- Monica Bellucci as Malena Scordia
- Giuseppe Sulfaro as Renato Amoroso
A moving, at times funny and at times bittersweet drama, Malena focuses on the coming of age of a young boy during the Second World War and his desire for a mysterious and beautiful woman. With a lush soundtrack and beautifully rendered visuals, Malena is a film that touches you as well as delivering a few unexpected shocks every now and then.
The tale begins in 1940 in a quiet Sicilian village. Italy has just entered the War and young Renato is given his first bike. The main other event that changes his life on this eventful day is, along with his friends, glimpsing the sight of the beautiful Malena Scordia, whose husband is away fighting in the War. As a quiet and devastatingly gorgeous woman, Malena is the subject of malicious gossip from women and amorous advances from men throughout the town. Young Renato begins to develop a crush on the lonely woman and repeatedly dreams about her. Yet while almost every other man objectifies the woman and for a time Renato does this in his daydreams and fantasies, he soon begins to see that she is just trying to cope with loneliness and is not at all like the savage gossip that is spread about her. As the hardships of the War begin to take their toll, Malena comes under more scrutiny for becoming a prostitute because she is desperate for food and her husband has been listed as dead while serving in Africa. Only young Renato, on the cusp of his teenage years, knows that Malena is simply a shy woman cursed by being very beautiful and paying the price of envy and slander from others as the War continues to rage on.
Writer and director Giuseppe Tornatore conjures up an atmosphere of changing times, burgeoning sexual attraction and intolerance brought on by jealousy. Many of Renato’s dreams about Malena are amusingly rendered with cinematic quality yet tinged with a sense of eroticism. Unlike the other men who just think of her as a sex object, the young boy, while still entranced by her, becomes something of a protector for her, defending her name and observing her actions with an ardent devotion. Malena may be quite funny on occasion but it isn’t afraid to show a darker side, especially surrounding the reactions of other towards the eponymous beauty. At times, the line between humour and drama is a bit stretched, but overall it is a marvellously moving film of youth giving way to maturity and the facing of intolerance. There is one particular scene that showcases the intolerance that I won’s spoil but I will say is a shocking and completely unexpected moment that is hard to watch as the jealous women of the village unleash their fury upon the unsuspecting Malena. An evocative score from the master that is Ennio Moriconne provides thematic backbone to the movie, moving along with at first a jaunty, childlike rhythm before giving way to melancholy pieces to illustrate the sadness of Malena and her set of circumstances. The visuals in Malena are breathtakingly beautiful, bathing the sleepy town obsessed by the beauty of the elusive main character with golden lustre that further enhances the air of beauty and discussion about her.

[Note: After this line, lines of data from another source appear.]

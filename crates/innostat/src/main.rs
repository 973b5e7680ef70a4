//! innostat - MySQL metric poller
//!
//! Polls `INNODB_METRICS` and `GLOBAL_STATUS` on a fixed cadence and records
//! every new observation in a local SQLite database.

use std::path::PathBuf;
use std::time::Duration;

use anyhow::Context;
use clap::{Parser, Subcommand};
use innostat::{ConfigOverrides, MySqlSource, PollConfig};
use innostat_core::{MetricStore, Poller, UnresolvedPolicy};
use tracing::{error, info};
use tracing_subscriber::{fmt, prelude::*, EnvFilter};

#[derive(Parser)]
#[command(name = "innostat")]
#[command(about = "Polls MySQL InnoDB metrics and global status into SQLite")]
#[command(version)]
struct Cli {
    #[command(subcommand)]
    command: Option<Commands>,

    #[command(flatten)]
    run: RunArgs,

    /// Emit logs as JSON
    #[arg(long, global = true)]
    log_json: bool,
}

#[derive(clap::Args)]
struct RunArgs {
    /// Path to a TOML config file
    #[arg(short, long, env = "INNOSTAT_CONFIG")]
    config: Option<PathBuf>,

    /// MySQL URL of the monitored server
    #[arg(long, env = "INNOSTAT_DSN")]
    dsn: Option<String>,

    /// How long to sleep between two consecutive polls (e.g. 1s, 500ms)
    #[arg(long, env = "INNOSTAT_INTERVAL", value_parser = humantime::parse_duration)]
    sleep: Option<Duration>,

    /// Also output the metrics in JSON format
    #[arg(long, env = "INNOSTAT_JSON")]
    json: bool,

    /// Path of the SQLite database
    #[arg(long, env = "INNOSTAT_DATABASE")]
    database: Option<PathBuf>,

    /// What to do with metrics that appear after startup: register or skip
    #[arg(long)]
    unresolved: Option<UnresolvedPolicy>,
}

impl RunArgs {
    fn overrides(&self) -> ConfigOverrides {
        ConfigOverrides {
            dsn: self.dsn.clone(),
            interval: self.sleep,
            json: self.json.then_some(true),
            database: self.database.clone(),
            unresolved: self.unresolved,
        }
    }
}

#[derive(Subcommand)]
enum Commands {
    /// Run the poller (default)
    Run,

    /// Generate a sample config file
    InitConfig {
        /// Path to write config (stdout if omitted)
        #[arg(short, long)]
        output: Option<PathBuf>,
    },
}

#[tokio::main(flavor = "current_thread")]
async fn main() -> anyhow::Result<()> {
    let cli = Cli::parse();

    // Logs go to stderr so stdout stays clean for the JSON echo.
    let filter = EnvFilter::from_default_env()
        .add_directive("innostat=info".parse()?)
        .add_directive("innostat_core=info".parse()?);
    tracing_subscriber::registry()
        .with(filter)
        .with(cli.log_json.then(|| fmt::layer().json().with_writer(std::io::stderr)))
        .with((!cli.log_json).then(|| fmt::layer().with_writer(std::io::stderr)))
        .init();

    match cli.command.unwrap_or(Commands::Run) {
        Commands::Run => {
            let config = PollConfig::resolve(cli.run.config.as_deref(), cli.run.overrides())?;
            if let Err(e) = run_poller(config).await {
                error!(error = %format!("{e:#}"), "fatal");
                return Err(e);
            }
        }

        Commands::InitConfig { output } => {
            init_config(output)?;
        }
    }

    Ok(())
}

async fn run_poller(config: PollConfig) -> anyhow::Result<()> {
    info!(
        dsn = %config.redacted_dsn(),
        database = %config.database.display(),
        interval = %humantime::format_duration(config.interval),
        json = config.json,
        "starting innostat"
    );

    let store = MetricStore::open(&config.database)
        .with_context(|| format!("failed to open {}", config.database.display()))?;
    let source = MySqlSource::connect(&config.dsn)
        .await
        .context("failed to connect to mysql")?;

    let mut poller = Poller::new(source, store, config.poller_options());
    poller.run().await.context("polling stopped")?;
    Ok(())
}

fn init_config(output: Option<PathBuf>) -> anyhow::Result<()> {
    let content = toml::to_string_pretty(&PollConfig::default())?;
    match output {
        Some(path) => {
            std::fs::write(&path, content)
                .with_context(|| format!("failed to write {}", path.display()))?;
            println!("Wrote sample config to {}", path.display());
        }
        None => print!("{content}"),
    }
    Ok(())
}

I have often felt that Monica Bellucci is sometimes overlooked for her acting ability because of her striking looks. But one need look no further than Malena to see that she is a very talented actress of great subtlety and depth. With little dialogue, she gives this woman a sadness, unintentional beauty and the burden of being constantly watched by those around her. A lot of the performance is through her eyes, which stunningly exude a solitary demeanor, the desire to be left alone and the elusiveness that many debate about her. The young Giuseppe Sulfaro brings a naive yet loyal and ardent personality to the character of Renato, who while growing up is the only person aware of Malena’s struggles and the only one sympathetic to her plight. While there are other characters in the film, they mainly just blend together as either lustful men or jealous women as the focus on the story is Malena and Renato.
A moving coming of age tale as well as a parable about the perils of having such beauty, Malena is a fill that will stay with you in one way or another.